WHAT YOU ARE ASKED TO DO:
Return exactly the span of lines in the following data that opens with the line containing "use thiserror::Error;" and closes with the line containing "normalised intent or gaine". Include nothing else.

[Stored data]
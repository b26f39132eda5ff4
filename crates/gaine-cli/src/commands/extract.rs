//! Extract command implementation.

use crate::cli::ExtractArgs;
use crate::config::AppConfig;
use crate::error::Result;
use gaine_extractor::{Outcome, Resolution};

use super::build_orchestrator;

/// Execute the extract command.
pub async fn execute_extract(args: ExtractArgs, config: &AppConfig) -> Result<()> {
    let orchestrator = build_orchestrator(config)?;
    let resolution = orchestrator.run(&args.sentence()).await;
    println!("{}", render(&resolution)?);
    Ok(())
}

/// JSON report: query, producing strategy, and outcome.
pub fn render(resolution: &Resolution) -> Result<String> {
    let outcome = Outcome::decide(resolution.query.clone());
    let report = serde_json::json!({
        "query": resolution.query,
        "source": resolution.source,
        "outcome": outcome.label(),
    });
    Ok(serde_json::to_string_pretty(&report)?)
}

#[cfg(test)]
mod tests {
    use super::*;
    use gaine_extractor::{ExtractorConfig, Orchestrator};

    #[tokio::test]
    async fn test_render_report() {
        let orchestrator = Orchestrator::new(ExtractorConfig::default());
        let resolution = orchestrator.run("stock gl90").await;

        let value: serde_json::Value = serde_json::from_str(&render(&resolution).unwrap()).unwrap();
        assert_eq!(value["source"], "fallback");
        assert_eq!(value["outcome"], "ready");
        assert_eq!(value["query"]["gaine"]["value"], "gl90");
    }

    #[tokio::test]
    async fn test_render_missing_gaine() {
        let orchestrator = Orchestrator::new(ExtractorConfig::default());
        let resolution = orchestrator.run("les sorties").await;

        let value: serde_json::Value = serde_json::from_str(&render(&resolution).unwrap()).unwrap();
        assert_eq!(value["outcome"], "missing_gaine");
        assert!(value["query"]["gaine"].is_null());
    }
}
* * *
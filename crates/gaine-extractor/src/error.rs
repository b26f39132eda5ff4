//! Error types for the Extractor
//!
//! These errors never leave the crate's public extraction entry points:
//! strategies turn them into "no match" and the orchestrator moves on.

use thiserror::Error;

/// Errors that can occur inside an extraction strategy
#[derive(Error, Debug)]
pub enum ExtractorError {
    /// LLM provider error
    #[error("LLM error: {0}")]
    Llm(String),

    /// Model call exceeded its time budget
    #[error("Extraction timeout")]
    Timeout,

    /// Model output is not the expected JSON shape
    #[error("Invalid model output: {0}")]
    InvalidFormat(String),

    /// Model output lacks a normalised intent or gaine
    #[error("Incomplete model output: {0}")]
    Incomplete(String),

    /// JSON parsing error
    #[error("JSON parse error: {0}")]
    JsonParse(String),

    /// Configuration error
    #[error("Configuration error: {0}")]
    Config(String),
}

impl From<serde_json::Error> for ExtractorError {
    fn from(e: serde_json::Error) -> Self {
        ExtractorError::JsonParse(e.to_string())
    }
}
--
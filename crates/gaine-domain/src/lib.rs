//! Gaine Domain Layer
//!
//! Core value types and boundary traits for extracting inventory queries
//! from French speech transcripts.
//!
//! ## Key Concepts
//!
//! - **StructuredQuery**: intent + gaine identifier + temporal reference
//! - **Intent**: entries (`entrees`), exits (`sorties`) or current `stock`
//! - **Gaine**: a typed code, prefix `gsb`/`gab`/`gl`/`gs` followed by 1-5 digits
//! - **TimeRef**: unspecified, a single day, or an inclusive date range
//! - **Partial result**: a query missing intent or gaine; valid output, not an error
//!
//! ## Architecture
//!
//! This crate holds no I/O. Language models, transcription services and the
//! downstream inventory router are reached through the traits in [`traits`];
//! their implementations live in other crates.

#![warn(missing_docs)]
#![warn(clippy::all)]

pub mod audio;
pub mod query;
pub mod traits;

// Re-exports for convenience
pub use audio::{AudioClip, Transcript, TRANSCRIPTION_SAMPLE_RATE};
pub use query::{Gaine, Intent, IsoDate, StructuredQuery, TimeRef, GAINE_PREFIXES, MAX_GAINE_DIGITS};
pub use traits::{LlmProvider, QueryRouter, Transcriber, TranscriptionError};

RESPONSE TO THIS TASK:
use thiserror::Error;

/// Errors that can occur inside an extraction strategy
#[derive(Error, Debug)]
pub enum ExtractorError {
    /// LLM provider error
    #[error("LLM error: {0}")]
    Llm(String),

    /// Model call exceeded its time budget
    #[error("Extraction timeout")]
    Timeout,

    /// Model output is not the expected JSON shape
    #[error("Invalid model output: {0}")]
    InvalidFormat(String),

    /// Model output lacks a normalised intent or gaine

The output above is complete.